──────── Provided data ────────
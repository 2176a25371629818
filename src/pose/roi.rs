use image::{imageops, RgbImage};

use super::keypoint::{Joint, LandmarkPoint, Landmarks};
use crate::config::ExtractorConfig;

/// 肩が見えないときの肩幅推定（BBox長辺に対する比率）
const FALLBACK_SHOULDER_RATIO: f32 = 0.25;
/// パディングの肩幅倍率
const PAD_SHOULDER_RATIO: f32 = 0.8;
/// パディングのBBox長辺倍率
const PAD_BBOX_RATIO: f32 = 0.35;

/// BBox（ピクセル座標）
#[derive(Debug, Clone, Copy, PartialEq)]
pub struct BBox {
    pub x: f32,
    pub y: f32,
    pub width: f32,
    pub height: f32,
}

impl BBox {
    pub fn center(&self) -> (f32, f32) {
        (self.x + self.width / 2.0, self.y + self.height / 2.0)
    }
}

/// 検出済み関節のmin/maxからBBoxを返す
///
/// 有効な関節が2個未満ならNone。
pub fn bbox_from_landmarks(landmarks: &Landmarks, frame_w: u32, frame_h: u32) -> Option<BBox> {
    let mut min_x = f32::MAX;
    let mut min_y = f32::MAX;
    let mut max_x = f32::MIN;
    let mut max_y = f32::MIN;
    let mut count = 0u32;

    for (_, point) in landmarks.iter() {
        let (px, py) = point.to_pixel(frame_w, frame_h);
        min_x = min_x.min(px);
        min_y = min_y.min(py);
        max_x = max_x.max(px);
        max_y = max_y.max(py);
        count += 1;
    }

    if count < 2 {
        return None;
    }

    Some(BBox {
        x: min_x,
        y: min_y,
        width: max_x - min_x,
        height: max_y - min_y,
    })
}

/// 関心領域（フルフレームのピクセル座標）
#[derive(Debug, Clone, Copy, PartialEq)]
pub struct Roi {
    pub x: f32,
    pub y: f32,
    pub width: f32,
    pub height: f32,
    pub full_width: u32,
    pub full_height: u32,
}

impl Roi {
    /// フレーム全体
    pub fn full(full_width: u32, full_height: u32) -> Self {
        Self {
            x: 0.0,
            y: 0.0,
            width: full_width as f32,
            height: full_height as f32,
            full_width,
            full_height,
        }
    }

    pub fn is_full(&self) -> bool {
        self.x <= 0.0
            && self.y <= 0.0
            && self.width >= self.full_width as f32
            && self.height >= self.full_height as f32
    }

    /// 前フレームの関節からROIを作る
    ///
    /// - BBox中心を保持
    /// - pad = max(肩幅·0.8, 長辺·0.35) · pad_multiplier
    /// - 幅・高さは肩幅の倍数を下限とする
    /// - フレーム内に収める
    pub fn from_landmarks(
        landmarks: &Landmarks,
        full_width: u32,
        full_height: u32,
        config: &ExtractorConfig,
    ) -> Option<Self> {
        let bbox = bbox_from_landmarks(landmarks, full_width, full_height)?;
        let longest = bbox.width.max(bbox.height);
        let shoulder = shoulder_width_px(landmarks, full_width, full_height)
            .unwrap_or(longest * FALLBACK_SHOULDER_RATIO);

        let pad = (shoulder * PAD_SHOULDER_RATIO).max(longest * PAD_BBOX_RATIO) * config.pad_multiplier;
        let fw = full_width as f32;
        let fh = full_height as f32;

        let w = (bbox.width + 2.0 * pad)
            .max(shoulder * config.min_width_multiplier)
            .max(1.0)
            .min(fw);
        let h = (bbox.height + 2.0 * pad)
            .max(shoulder * config.min_height_multiplier)
            .max(1.0)
            .min(fh);

        let (cx, cy) = bbox.center();
        let x = (cx - w / 2.0).clamp(0.0, fw - w);
        let y = (cy - h / 2.0).clamp(0.0, fh - h);

        Some(Self {
            x,
            y,
            width: w,
            height: h,
            full_width,
            full_height,
        })
    }

    /// 整数ピクセル矩形 (x, y, w, h)。常にフレーム内、幅・高さは1以上
    pub fn pixel_rect(&self) -> (u32, u32, u32, u32) {
        let x0 = (self.x.max(0.0).floor() as u32).min(self.full_width.saturating_sub(1));
        let y0 = (self.y.max(0.0).floor() as u32).min(self.full_height.saturating_sub(1));
        let x1 = ((self.x + self.width).ceil() as u32).min(self.full_width);
        let y1 = ((self.y + self.height).ceil() as u32).min(self.full_height);
        (x0, y0, x1.saturating_sub(x0).max(1), y1.saturating_sub(y0).max(1))
    }

    /// フレームからROIを切り出す
    pub fn crop(&self, frame: &RgbImage) -> RgbImage {
        let (x, y, w, h) = self.pixel_rect();
        imageops::crop_imm(frame, x, y, w, h).to_image()
    }

    /// ROI内の正規化座標をフレーム全体の正規化座標に変換
    pub fn remap(&self, local: &Landmarks) -> Landmarks {
        let (x, y, w, h) = self.pixel_rect();
        let fw = self.full_width.max(1) as f32;
        let fh = self.full_height.max(1) as f32;
        let mut out = Landmarks::empty();
        for (joint, p) in local.iter() {
            out.set(
                joint,
                Some(LandmarkPoint::clamped(
                    (x as f32 + p.x * w as f32) / fw,
                    (y as f32 + p.y * h as f32) / fh,
                )),
            );
        }
        out
    }
}

/// 肩幅（ピクセル）
fn shoulder_width_px(landmarks: &Landmarks, frame_w: u32, frame_h: u32) -> Option<f32> {
    let (lx, ly) = landmarks.get(Joint::LeftShoulder)?.to_pixel(frame_w, frame_h);
    let (rx, ry) = landmarks.get(Joint::RightShoulder)?.to_pixel(frame_w, frame_h);
    Some(((lx - rx).powi(2) + (ly - ry).powi(2)).sqrt())
}

#[cfg(test)]
mod tests {
    use super::*;

    fn golfer(cx: f32, cy: f32, scale: f32) -> Landmarks {
        // 正面から見たアドレス姿勢
        Landmarks::empty()
            .with(Joint::LeftShoulder, cx - 0.05 * scale, cy - 0.15 * scale)
            .with(Joint::RightShoulder, cx + 0.05 * scale, cy - 0.15 * scale)
            .with(Joint::LeftWrist, cx - 0.01 * scale, cy + 0.02 * scale)
            .with(Joint::RightWrist, cx + 0.01 * scale, cy + 0.02 * scale)
            .with(Joint::LeftHip, cx - 0.04 * scale, cy)
            .with(Joint::RightHip, cx + 0.04 * scale, cy)
            .with(Joint::LeftAnkle, cx - 0.05 * scale, cy + 0.2 * scale)
            .with(Joint::RightAnkle, cx + 0.05 * scale, cy + 0.2 * scale)
    }

    fn assert_contained(roi: &Roi) {
        assert!(roi.x >= 0.0, "x={}", roi.x);
        assert!(roi.y >= 0.0, "y={}", roi.y);
        assert!(roi.x + roi.width <= roi.full_width as f32 + 1e-3);
        assert!(roi.y + roi.height <= roi.full_height as f32 + 1e-3);
    }

    #[test]
    fn test_roi_full() {
        let roi = Roi::full(640, 480);
        assert!(roi.is_full());
        assert_eq!(roi.pixel_rect(), (0, 0, 640, 480));
    }

    #[test]
    fn test_bbox_spans_shoulders_to_ankles() {
        let lm = golfer(0.5, 0.5, 1.0);
        let bbox = bbox_from_landmarks(&lm, 1920, 1080).unwrap();
        // 横は足首 0.45..0.55、縦は肩 0.35 から足首 0.70 まで
        assert!((bbox.x - 864.0).abs() < 0.5);
        assert!((bbox.width - 192.0).abs() < 0.5);
        assert!((bbox.y - 378.0).abs() < 0.5);
        assert!((bbox.height - 378.0).abs() < 0.5);

        let mut upper = lm;
        upper.set(Joint::LeftAnkle, None);
        upper.set(Joint::RightAnkle, None);
        let bbox = bbox_from_landmarks(&upper, 1920, 1080).unwrap();
        // 足首が無ければ手首 0.52 が下端、横幅は肩で決まる
        assert!((bbox.y + bbox.height - 561.6).abs() < 0.5);
        assert!((bbox.width - 192.0).abs() < 0.5);
    }

    #[test]
    fn test_bbox_needs_two_points() {
        let lm = Landmarks::empty().with(Joint::LeftKnee, 0.5, 0.5);
        assert!(bbox_from_landmarks(&lm, 640, 480).is_none());
        assert!(Roi::from_landmarks(&lm, 640, 480, &ExtractorConfig::default()).is_none());
    }

    #[test]
    fn test_roi_respects_shoulder_floor() {
        let config = ExtractorConfig::default();
        let lm = golfer(0.5, 0.5, 0.5);
        let roi = Roi::from_landmarks(&lm, 1920, 1080, &config).unwrap();

        let shoulder = shoulder_width_px(&lm, 1920, 1080).unwrap();
        assert!(roi.width >= shoulder * config.min_width_multiplier - 1e-3);
        assert!(roi.height >= shoulder * config.min_height_multiplier - 1e-3);
        assert_contained(&roi);
    }

    #[test]
    fn test_roi_contained_near_edges() {
        let config = ExtractorConfig::default();
        for &(cx, cy) in &[(0.02, 0.02), (0.98, 0.05), (0.03, 0.97), (0.97, 0.95), (0.5, 0.5)] {
            let lm = golfer(cx, cy, 0.6);
            let roi = Roi::from_landmarks(&lm, 1280, 720, &config).unwrap();
            assert_contained(&roi);
            let (x, y, w, h) = roi.pixel_rect();
            assert!(x + w <= 1280);
            assert!(y + h <= 720);
        }
    }

    #[test]
    fn test_roi_clamps_to_frame_when_subject_is_large() {
        let config = ExtractorConfig::default();
        let lm = golfer(0.5, 0.5, 4.0);
        let roi = Roi::from_landmarks(&lm, 320, 240, &config).unwrap();
        assert_contained(&roi);
        assert!((roi.width - 320.0).abs() < 1e-3);
        assert!((roi.height - 240.0).abs() < 1e-3);
    }

    #[test]
    fn test_roi_without_shoulders_uses_bbox_fallback() {
        let config = ExtractorConfig::default();
        let lm = Landmarks::empty()
            .with(Joint::LeftHip, 0.45, 0.5)
            .with(Joint::RightAnkle, 0.55, 0.7);
        let roi = Roi::from_landmarks(&lm, 1000, 1000, &config).unwrap();
        // bbox 100x200, fallback shoulder 50, pad = max(40, 70) = 70
        assert!((roi.width - (100.0 + 140.0)).abs() < 1e-2);
        assert!((roi.height - (200.0 + 140.0)).abs() < 1e-2);
        assert_contained(&roi);
    }

    #[test]
    fn test_remap_to_full_frame() {
        let roi = Roi {
            x: 160.0,
            y: 48.0,
            width: 320.0,
            height: 384.0,
            full_width: 640,
            full_height: 480,
        };
        let local = Landmarks::empty().with(Joint::LeftKnee, 0.5, 0.5);
        let remapped = roi.remap(&local);

        let knee = remapped.get(Joint::LeftKnee).unwrap();
        // (160 + 0.5 * 320) / 640 = 0.5
        assert!((knee.x - 0.5).abs() < 1e-6);
        // (48 + 0.5 * 384) / 480 = 0.5
        assert!((knee.y - 0.5).abs() < 1e-6);
        assert!(remapped.get(Joint::LeftHip).is_none());
    }

    #[test]
    fn test_crop_matches_pixel_rect() {
        let frame = RgbImage::from_fn(64, 48, |x, y| image::Rgb([x as u8, y as u8, 0]));
        let roi = Roi {
            x: 10.4,
            y: 5.0,
            width: 20.0,
            height: 30.0,
            full_width: 64,
            full_height: 48,
        };
        let cropped = roi.crop(&frame);
        let (x, y, w, h) = roi.pixel_rect();
        assert_eq!((cropped.width(), cropped.height()), (w, h));
        assert_eq!(cropped.get_pixel(0, 0).0, [x as u8, y as u8, 0]);
    }
}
────────
Go through the records from the first line and copy each one exactly, ending after the line that contains "pub fn is_full(&self)". Give nothing else.

→ Output for this task
repository 2176a25371629818
filename src/pose/roi.rs
use image::{imageops, RgbImage};

use super::keypoint::{Joint, LandmarkPoint, Landmarks};
use crate::config::ExtractorConfig;

/// 肩が見えないときの肩幅推定（BBox長辺に対する比率）
const FALLBACK_SHOULDER_RATIO: f32 = 0.25;
/// パディングの肩幅倍率
const PAD_SHOULDER_RATIO: f32 = 0.8;
/// パディングのBBox長辺倍率
const PAD_BBOX_RATIO: f32 = 0.35;

/// BBox（ピクセル座標）
#[derive(Debug, Clone, Copy, PartialEq)]
pub struct BBox {
    pub x: f32,
    pub y: f32,
    pub width: f32,
    pub height: f32,
}

impl BBox {
    pub fn center(&self) -> (f32, f32) {
        (self.x + self.width / 2.0, self.y + self.height / 2.0)
    }
}

/// 検出済み関節のmin/maxからBBoxを返す
///
/// 有効な関節が2個未満ならNone。
pub fn bbox_from_landmarks(landmarks: &Landmarks, frame_w: u32, frame_h: u32) -> Option<BBox> {
    let mut min_x = f32::MAX;
    let mut min_y = f32::MAX;
    let mut max_x = f32::MIN;
    let mut max_y = f32::MIN;
    let mut count = 0u32;

    for (_, point) in landmarks.iter() {
        let (px, py) = point.to_pixel(frame_w, frame_h);
        min_x = min_x.min(px);
        min_y = min_y.min(py);
        max_x = max_x.max(px);
        max_y = max_y.max(py);
        count += 1;
    }

    if count < 2 {
        return None;
    }

    Some(BBox {
        x: min_x,
        y: min_y,
        width: max_x - min_x,
        height: max_y - min_y,
    })
}

/// 関心領域（フルフレームのピクセル座標）
#[derive(Debug, Clone, Copy, PartialEq)]
pub struct Roi {
    pub x: f32,
    pub y: f32,
    pub width: f32,
    pub height: f32,
    pub full_width: u32,
    pub full_height: u32,
}

impl Roi {
    /// フレーム全体
    pub fn full(full_width: u32, full_height: u32) -> Self {
        Self {
            x: 0.0,
            y: 0.0,
            width: full_width as f32,
            height: full_height as f32,
            full_width,
            full_height,
        }
    }

    pub fn is_full(&self) -> bool {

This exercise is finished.